Ratowaniem zdrowia i życia kolegi zakończył się wyjazd jednostek strażackich do pożaru lasu w okolicach Ponieca. Podczas akcji jeden z druhów Ochotniczej Straży Pożarnej, który rozwijał węże zasłabł. Mężczyzna trafił na oddział specjalistyczny do szpitala w Lesznie. Prawdopodobnie doznał zawału serca.
Wczoraj po godz. 14. straż pożarna otrzymała zgłoszenie, z którego wynikało, że przypadkowe osoby dojrzały pożar w lesie pomiędzy Poniecem a Miechcinem. Na miejsce skierowano zastępy JRG Gostyń i OSP Poniec.
– Był to pożar trawy i pozostałości roślinnych zlokalizowanych przy lesie – potwierdził Bartłomiej Gościański, dyżurny operacyjny KP PSP Gostyń.

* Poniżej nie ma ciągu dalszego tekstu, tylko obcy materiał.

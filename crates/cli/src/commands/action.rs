use anyhow::{Context, Result};
use ccrun_core::{
    CompileRun, HostEnv, Plan, Request,
    interfaces::{ConfigStore, Host},
    services::{ConsoleEditor, InlineTerminal, ShellLauncher, StdFileSystem, TokioProcess, WhichProbe},
};
use std::path::Path;
use tokio_util::sync::CancellationToken;
use tracing::{debug, info};

use super::config_store;
use crate::display::{ExternalPreview, format_plan};

pub async fn action_command(
    file: &Path,
    request: Request,
    dry_run: bool,
    global_config: Option<&Path>,
) -> Result<()> {
    let file = std::path::absolute(file)
        .with_context(|| format!("Failed to resolve {}", file.display()))?;
    let store = config_store(global_config);

    // The shell setting decides how commands are written, so it is read
    // before the host is detected.
    let start_dir = file.parent().unwrap_or(Path::new("/"));
    let configured_shell = store.load(start_dir)?.shell;
    let env = HostEnv::detect(configured_shell.as_deref());
    debug!("Host: {:?}", env);

    let editor = ConsoleEditor::stdio();
    let fs = StdFileSystem;
    let probe = WhichProbe;
    let launcher = ShellLauncher::new(env.platform);
    let terminal = InlineTerminal::new(env.shell_program.clone());
    let host = Host {
        editor: &editor,
        config: &store,
        fs: &fs,
        probe: &probe,
        launcher: &launcher,
        terminal: &terminal,
    };
    let app = CompileRun::new(host, env, TokioProcess);

    if dry_run {
        let plan = app.plan(&file, request)?;
        let external = preview_external(&app, &plan);
        print!("{}", format_plan(&plan, external.as_ref()));
        return Ok(());
    }

    let cancel = CancellationToken::new();
    let on_interrupt = cancel.clone();
    tokio::spawn(async move {
        if tokio::signal::ctrl_c().await.is_ok() {
            info!("Interrupted");
            on_interrupt.cancel();
        }
    });

    // Failures have already been shown by the time execute returns
    if let Err(err) = app.execute(&file, request, &cancel).await {
        debug!("Action failed: {:?}", err);
        std::process::exit(1);
    }
    Ok(())
}

fn preview_external<P>(app: &CompileRun<'_, P>, plan: &Plan) -> Option<ExternalPreview>
where
    P: ccrun_core::interfaces::CompilerProcess,
{
    let run = plan.run.as_ref().filter(|run| run.external)?;
    let preview = match app.runner().external_launcher().command(
        &plan.settings,
        &run.command,
        plan.file.title(),
        &run.working_dir,
        run.shell,
    ) {
        Ok((terminal, command)) => ExternalPreview::Launch { terminal, command },
        Err(err) => ExternalPreview::Fallback(err.to_string()),
    };
    Some(preview)
}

Dojazd do miejsca zdarzenia był bardzo utrudniony. Strażacy wysiedli z pojazdów i resztę drogi pokonać musieli na piechotę. Jeden z ochotników, który pomagał w rozwijaniu linii gaśniczej nagle upadł i stracił przytomność.
– Dowódca zdecydował o wezwaniu na miejsce karetki pogotowia. Strażak został zabrany do szpitala na badania – mówi dyżurny KP PSP Gostyń.
Z naszych informacji wynika, że strażaka OSP Poniec przewieziono do szpitala w Lesznie. Przebywa na oddziale kardiologii, prawdopodobnie doznał zawału serca.